At a height of 5364m Everest Base Camp is at an altitude where there is only 10.5% oxygen compared to the 21% we were enjoying on our walk in the Fens. We knew we had to get some experience at altitude to see how our bodies would respond to less oxygen. Having climbed Snowdon (1085m) and various high areas in the Peak District we decided to climb Mt Toubkal at a height of 4167m. If you remember I said I hated walking, and so did most of my pals, but over the months we had found the camaraderie as addictive as the scenery on our walks and before we knew it we had a group of ten signed up and on their way to Morocco. This turned out to be the best training move we could have made, as although the altitude only caused some very minor effects the trek route itself was gruelling and the best mental training we could have had for Everest.

People often asked if we were only going to Base Camp or if we were going to climb the mountain. Everest is still one of the most inhospitable places in the world. Since 1953, when it was first summitted by Sir Edmund Hillary and Tenzing Norgay, some 300 people, or 6%, of the 4,500 who have tried have died in their attempts to summit. Fewer have died going to Base Camp, but even so less than a quarter of one percent of the world’s population have ever seen it.
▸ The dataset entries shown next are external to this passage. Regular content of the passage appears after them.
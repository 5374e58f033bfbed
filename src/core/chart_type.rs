use std::fmt;

use serde::{Deserialize, Serialize};

use crate::error::{ChartError, ChartResult};

/// Chart and series sub-types understood by the host charting library.
#[derive(Debug, Clone, Copy, PartialEq, Eq, Hash, Serialize, Deserialize)]
#[serde(rename_all = "camelCase")]
pub enum ChartType {
    Line,
    Area,
    Bar,
    Pie,
    Donut,
    RadialBar,
    Scatter,
    Bubble,
    Heatmap,
    Treemap,
    BoxPlot,
    Candlestick,
    Radar,
    PolarArea,
    RangeBar,
}

impl ChartType {
    /// Returns `true` for chart types without Cartesian axes.
    ///
    /// These consume a flat value list plus labels instead of axis series.
    #[must_use]
    pub const fn is_non_axis(self) -> bool {
        matches!(
            self,
            Self::Pie | Self::Donut | Self::PolarArea | Self::RadialBar
        )
    }

    /// Returns `true` for chart types whose points need visible markers to be
    /// selectable.
    #[must_use]
    pub const fn needs_selectable_markers(self) -> bool {
        matches!(self, Self::Line | Self::Area | Self::Radar)
    }

    /// Maps this sub-type into the mixed-chart vocabulary.
    ///
    /// Bars become `bar` when the chart is horizontal and `column` otherwise.
    pub fn to_mixed(self, horizontal_bars: bool) -> ChartResult<MixedType> {
        match self {
            Self::Line => Ok(MixedType::Line),
            Self::Scatter => Ok(MixedType::Scatter),
            Self::Area => Ok(MixedType::Area),
            Self::Bubble => Ok(MixedType::Bubble),
            Self::Bar if horizontal_bars => Ok(MixedType::Bar),
            Self::Bar => Ok(MixedType::Column),
            Self::Pie
            | Self::Donut
            | Self::RadialBar
            | Self::Heatmap
            | Self::Treemap
            | Self::BoxPlot
            | Self::Candlestick
            | Self::Radar
            | Self::PolarArea
            | Self::RangeBar => Err(ChartError::UnsupportedMixedType { chart_type: self }),
        }
    }

    #[must_use]
    pub const fn as_str(self) -> &'static str {
        match self {
            Self::Line => "line",
            Self::Area => "area",
            Self::Bar => "bar",
            Self::Pie => "pie",
            Self::Donut => "donut",
            Self::RadialBar => "radialBar",
            Self::Scatter => "scatter",
            Self::Bubble => "bubble",
            Self::Heatmap => "heatmap",
            Self::Treemap => "treemap",
            Self::BoxPlot => "boxPlot",
            Self::Candlestick => "candlestick",
            Self::Radar => "radar",
            Self::PolarArea => "polarArea",
            Self::RangeBar => "rangeBar",
        }
    }
}

impl fmt::Display for ChartType {
    fn fmt(&self, f: &mut fmt::Formatter<'_>) -> fmt::Result {
        f.write_str(self.as_str())
    }
}

/// Per-series type tag emitted when a chart combines several sub-types.
#[derive(Debug, Clone, Copy, PartialEq, Eq, Hash, Serialize, Deserialize)]
#[serde(rename_all = "lowercase")]
pub enum MixedType {
    Line,
    Area,
    Column,
    Bar,
    Scatter,
    Bubble,
}

/// Scale type of the x axis.
#[derive(Debug, Clone, Copy, PartialEq, Eq, Serialize, Deserialize)]
#[serde(rename_all = "lowercase")]
pub enum XAxisType {
    Category,
    Datetime,
    Numeric,
}

#[cfg(test)]
mod tests {
    use super::{ChartType, MixedType};
    use crate::error::ChartError;

    #[test]
    fn non_axis_set_is_pie_donut_polar_and_radial() {
        let non_axis = [
            ChartType::Pie,
            ChartType::Donut,
            ChartType::PolarArea,
            ChartType::RadialBar,
        ];
        for chart_type in non_axis {
            assert!(chart_type.is_non_axis(), "{chart_type} must be non-axis");
        }
        assert!(!ChartType::Line.is_non_axis());
        assert!(!ChartType::Bar.is_non_axis());
        assert!(!ChartType::Radar.is_non_axis());
    }

    #[test]
    fn bar_maps_by_orientation() {
        assert_eq!(ChartType::Bar.to_mixed(false).expect("column"), MixedType::Column);
        assert_eq!(ChartType::Bar.to_mixed(true).expect("bar"), MixedType::Bar);
    }

    #[test]
    fn unmixable_type_reports_its_name() {
        let err = ChartType::Heatmap.to_mixed(false).expect_err("heatmap cannot mix");
        assert!(matches!(
            err,
            ChartError::UnsupportedMixedType {
                chart_type: ChartType::Heatmap
            }
        ));
        assert!(err.to_string().contains("heatmap"));
    }

    #[test]
    fn serde_names_match_host_vocabulary() {
        let json = serde_json::to_string(&ChartType::RadialBar).expect("serialize");
        assert_eq!(json, "\"radialBar\"");
        let json = serde_json::to_string(&MixedType::Column).expect("serialize");
        assert_eq!(json, "\"column\"");
    }
}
Time marched on and before we knew it, after checking and triple checking our bags, we were on our way to Nepal for an adventure of a lifetime. As our flight descended into Kathmandu we got our first glimpse of the Himalayas visible above the clouds, stretching as far as we could see out of the plane’s window. The reality of what we were about to take on was suddenly dawning on us. We were flying at 18,000ft (5488m) according to the flight-info screen and after the plane had landed we would be walking back up to the same height (this being the height we are hoping to trek to at the top of Kala Patthar, above Everest Base Camp)!

Kathmandu hits all your senses at once and we arrived at our hotel wide-eyed and buzzing with excitement. We had just enough time for some sightseeing and shopping before the welcome dinner with traditional Nepalese food and dancing. As crazy as Kathmandu is, I have never felt safer in any other city. The people are warm and friendly and always willing to barter. The dal baht curry is a staple of the local diet and was a real treat. The next day we set off on a 5 ½-hour road trip to Ramechhap airport on some of the worst-kept roads I have ever seen.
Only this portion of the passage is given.